Shakira performing at the 2020 Super Bowl.
Shakira performing at the 2020 Super Bowl.SHANNON STAPLETON (Reuters)

Shakira will not be able to avoid trial for tax fraud, unless she reaches a last-minute deal with Spain’s public prosecutor. After a three-year investigation, Judge Marco Jesús Juberías has closed the probe into the Colombian singer and found that there is “sufficient evidence” to try her for evading €14.5 million in taxes by concealing her wealth via a network of companies based in tax havens. The prosecution is accusing Shakira, whose full name is Shakira Isabel Mebarak Ripoll, of six tax offenses. If sentenced, the superstar may face jail time.

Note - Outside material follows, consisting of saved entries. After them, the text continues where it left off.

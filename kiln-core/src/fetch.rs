// kiln-core/src/fetch.rs
// Source Acquirer: cache lookup, download, digest check, promotion.

use std::path::{Path, PathBuf};
use std::sync::Arc;

use kiln_aio::checksum::{digest_matches, sha256_file_async};
use kiln_aio::fs::{remove_path, sibling_temp_path};
use kiln_aio::lock::PathLock;
use kiln_common::cache::DownloadCache;
use kiln_common::error::{KilnError, Result};
use kiln_common::SourceTransport;
use tokio_util::sync::CancellationToken;
use tracing::{debug, instrument, warn};

/// A source file on disk whose digest matched the declared one.
///
/// Only [`SourceAcquirer::fetch`] constructs this, and only after the check
/// passed.
#[derive(Debug, Clone, PartialEq, Eq)]
pub struct FetchedSource {
    path: PathBuf,
    sha256: String,
    url: String,
    size_bytes: u64,
    cached: bool,
}

impl FetchedSource {
    pub fn path(&self) -> &Path {
        &self.path
    }

    pub fn sha256(&self) -> &str {
        &self.sha256
    }

    pub fn url(&self) -> &str {
        &self.url
    }

    pub fn size_bytes(&self) -> u64 {
        self.size_bytes
    }

    /// Served from the cache without a transfer.
    pub fn cached(&self) -> bool {
        self.cached
    }

    #[cfg(test)]
    pub(crate) fn for_tests(path: &Path) -> Self {
        Self {
            path: path.to_path_buf(),
            sha256: "0".repeat(64),
            url: format!("file://{}", path.display()),
            size_bytes: 0,
            cached: true,
        }
    }
}

pub struct SourceAcquirer {
    cache: DownloadCache,
    transport: Arc<dyn SourceTransport>,
}

impl SourceAcquirer {
    pub fn new(cache: DownloadCache, transport: Arc<dyn SourceTransport>) -> Self {
        Self { cache, transport }
    }

    pub fn cache(&self) -> &DownloadCache {
        &self.cache
    }

    /// Returns the verified source for `url`, downloading it if the cache
    /// has no intact entry. Writers of the same cache key are serialised by
    /// an advisory lock; the entry only ever appears through a rename.
    #[instrument(skip(self, cancel), fields(url = %url))]
    pub async fn fetch(
        &self,
        url: &str,
        expected_sha256: &str,
        cancel: &CancellationToken,
    ) -> Result<FetchedSource> {
        let expected = expected_sha256.to_ascii_lowercase();
        let entry = self.cache.entry_path(url, &expected);
        let _lock = PathLock::acquire_async(self.cache.lock_path(url, &expected), cancel).await?;

        if let Some(hit) = self.cached_entry(url, &expected, &entry).await? {
            return Ok(hit);
        }

        let temp = sibling_temp_path(&entry, "part");
        let result = self.download_and_check(url, &expected, &temp, cancel).await;
        let size_bytes = match result {
            Ok(size) => size,
            Err(e) => {
                if let Err(rm) = remove_path(&temp) {
                    warn!("Could not remove partial download {}: {}", temp.display(), rm);
                }
                return Err(e);
            }
        };

        if let Err(e) = tokio::fs::rename(&temp, &entry).await {
            if let Err(rm) = remove_path(&temp) {
                warn!("Could not remove unpromoted download {}: {}", temp.display(), rm);
            }
            return Err(e.into());
        }
        debug!("Cached {} as {}", url, entry.display());
        Ok(FetchedSource {
            path: entry,
            sha256: expected,
            url: url.to_string(),
            size_bytes,
            cached: false,
        })
    }

    async fn cached_entry(
        &self,
        url: &str,
        expected: &str,
        entry: &Path,
    ) -> Result<Option<FetchedSource>> {
        if !entry.is_file() {
            debug!("Cache miss for {}", url);
            return Ok(None);
        }
        let actual = sha256_file_async(entry).await?;
        if digest_matches(&actual, expected) {
            debug!("Using cached file {}", entry.display());
            let size_bytes = tokio::fs::metadata(entry).await?.len();
            return Ok(Some(FetchedSource {
                path: entry.to_path_buf(),
                sha256: expected.to_string(),
                url: url.to_string(),
                size_bytes,
                cached: true,
            }));
        }
        warn!(
            "Cached file {} is corrupt (expected {}, found {}); fetching again",
            entry.display(),
            expected,
            actual
        );
        remove_path(entry)?;
        Ok(None)
    }

    async fn download_and_check(
        &self,
        url: &str,
        expected: &str,
        temp: &Path,
        cancel: &CancellationToken,
    ) -> Result<u64> {
        if let Some(parent) = temp.parent() {
            tokio::fs::create_dir_all(parent).await?;
        }
        let size = self.transport.download(url, temp, cancel).await?;
        let actual = sha256_file_async(temp).await?;
        if !digest_matches(&actual, expected) {
            return Err(KilnError::Integrity {
                url: url.to_string(),
                expected: expected.to_string(),
                actual,
            });
        }
        Ok(size)
    }
}
// kiln-common/src/model/mod.rs
// Declares the modules within the model directory.
pub mod formula;
pub mod step;
pub mod template;

// Re-export
pub use formula::Formula;
pub use step::Step;
pub use template::{Placeholder, TemplateContext};
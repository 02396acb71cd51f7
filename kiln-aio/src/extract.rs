// kiln-aio/src/extract.rs
// Unpacks fetched sources into a build directory.

use std::fs::{self, File};
use std::io::{BufReader, Read};
use std::path::{Path, PathBuf};

use bzip2::read::BzDecoder;
use flate2::read::GzDecoder;
use kiln_common::error::{KilnError, Result};
use tracing::{debug, warn};
use xz2::read::XzDecoder;
use zip::ZipArchive;

#[derive(Debug, Clone, Copy, PartialEq, Eq)]
pub enum ArchiveKind {
    TarGz,
    TarXz,
    TarBz2,
    Tar,
    Zip,
    /// Anything else is copied in as a single file.
    Plain,
}

impl ArchiveKind {
    pub fn detect(path: &Path) -> Self {
        let name = path
            .file_name()
            .map(|n| n.to_string_lossy().to_ascii_lowercase())
            .unwrap_or_default();
        if name.ends_with(".tar.gz") || name.ends_with(".tgz") {
            ArchiveKind::TarGz
        } else if name.ends_with(".tar.xz") || name.ends_with(".txz") {
            ArchiveKind::TarXz
        } else if name.ends_with(".tar.bz2") || name.ends_with(".tbz2") || name.ends_with(".tbz") {
            ArchiveKind::TarBz2
        } else if name.ends_with(".tar") {
            ArchiveKind::Tar
        } else if name.ends_with(".zip") {
            ArchiveKind::Zip
        } else {
            ArchiveKind::Plain
        }
    }
}

fn unpack_tar<R: Read>(reader: R, target_dir: &Path) -> Result<()> {
    let mut archive = tar::Archive::new(reader);
    archive.set_preserve_permissions(true);
    archive.set_overwrite(true);
    // `unpack` skips entries that would land outside `target_dir`.
    archive
        .unpack(target_dir)
        .map_err(|e| KilnError::Generic(format!("Failed to unpack TAR: {e}")))
}

fn unpack_zip(file: File, target_dir: &Path) -> Result<()> {
    let mut archive = ZipArchive::new(BufReader::new(file))
        .map_err(|e| KilnError::Generic(format!("Failed to open ZIP: {e}")))?;
    for i in 0..archive.len() {
        let mut entry = archive
            .by_index(i)
            .map_err(|e| KilnError::Generic(format!("Failed to access ZIP entry: {e}")))?;
        let Some(rel) = entry.enclosed_name() else {
            warn!("Skipping ZIP entry with unsafe path: {}", entry.name());
            continue;
        };
        let outpath = target_dir.join(rel);
        if entry.is_dir() {
            fs::create_dir_all(&outpath)?;
            continue;
        }
        if let Some(parent) = outpath.parent() {
            fs::create_dir_all(parent)?;
        }
        let mut outfile = File::create(&outpath)?;
        std::io::copy(&mut entry, &mut outfile)?;
        #[cfg(unix)]
        if let Some(mode) = entry.unix_mode() {
            use std::os::unix::fs::PermissionsExt;
            fs::set_permissions(&outpath, fs::Permissions::from_mode(mode))?;
        }
    }
    Ok(())
}

/// Extracts `archive_path` into `target_dir` and returns the directory the
/// build should run in: the single top-level directory when the archive has
/// exactly one, `target_dir` otherwise.
pub fn extract_archive(archive_path: &Path, target_dir: &Path) -> Result<PathBuf> {
    let kind = ArchiveKind::detect(archive_path);
    debug!(
        "Extracting '{}' ({:?}) to '{}'",
        archive_path.display(),
        kind,
        target_dir.display()
    );
    fs::create_dir_all(target_dir)?;

    match kind {
        ArchiveKind::TarGz => unpack_tar(GzDecoder::new(File::open(archive_path)?), target_dir)?,
        ArchiveKind::TarXz => unpack_tar(XzDecoder::new(File::open(archive_path)?), target_dir)?,
        ArchiveKind::TarBz2 => unpack_tar(BzDecoder::new(File::open(archive_path)?), target_dir)?,
        ArchiveKind::Tar => unpack_tar(File::open(archive_path)?, target_dir)?,
        ArchiveKind::Zip => unpack_zip(File::open(archive_path)?, target_dir)?,
        ArchiveKind::Plain => {
            let name = archive_path
                .file_name()
                .ok_or_else(|| KilnError::Generic("Source path has no file name".to_string()))?;
            fs::copy(archive_path, target_dir.join(name))?;
            return Ok(target_dir.to_path_buf());
        }
    }
    determine_content_root(target_dir)
}

/// Off-thread variant of [`extract_archive`].
pub async fn extract_archive_async(archive_path: &Path, target_dir: &Path) -> Result<PathBuf> {
    let archive_path = archive_path.to_path_buf();
    let target_dir = target_dir.to_path_buf();
    tokio::task::spawn_blocking(move || extract_archive(&archive_path, &target_dir))
        .await
        .map_err(|e| KilnError::Generic(format!("JoinError in extraction: {e}")))?
}

/// GitHub-style tarballs wrap everything in one `<repo>-<tag>/` directory.
pub fn determine_content_root(extracted: &Path) -> Result<PathBuf> {
    let entries: Vec<PathBuf> = fs::read_dir(extracted)?
        .filter_map(|e| e.ok().map(|e| e.path()))
        .filter(|p| {
            p.file_name()
                .map(|n| n != ".DS_Store" && n != "pax_global_header")
                .unwrap_or(false)
        })
        .collect();
    if let [only] = entries.as_slice() {
        if only.is_dir() {
            debug!("Using single top-level directory {}", only.display());
            return Ok(only.clone());
        }
    }
    Ok(extracted.to_path_buf())
}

How the Spanish Tax Agency followed the trail of Shakira

“Shakira Isabel Mebarak Ripoll stopped paying taxes in Spain during the years 2012, 2013 and 2014, even though she had a duty to do so as her tax residence was here,” Judge Jesús Juberías wrote in a court document to which EL PAÍS has had access. The singer has always insisted that during these years she was living in the Bahamas, a country where no income tax is paid, and only visited Spain “sporadically.” But this claim has been repeatedly debunked by tax inspectors, who have closely investigated Shakira’s life in Barcelona, where she lives with FC Barcelona soccer player Gerard Piqué.

According to court documents, Shakira should have paid €14.5 million in Spanish income tax – known as IRPF – and corporate tax, but instead used a “series of companies” to hide her wealth. The singer only appeared as the genuine holder “in companies based in territories considered to be tax havens,” the text stated.

Shakira and Gerard Piqué in a file photo from 2019.
Shakira and Gerard Piqué in a file photo from 2019.Cordon

Judge Juberías backed the arguments of the Spanish Tax Agency and public prosecutor, but indicated that this phase of the process was just about determining whether or not there was sufficient evidence of tax fraud, not the “innocence or guilt” of Shakira. The position of the Tax Agency and the singer’s defense team are “diametrically opposed,” said the court documents, and only a trial may determine who is right.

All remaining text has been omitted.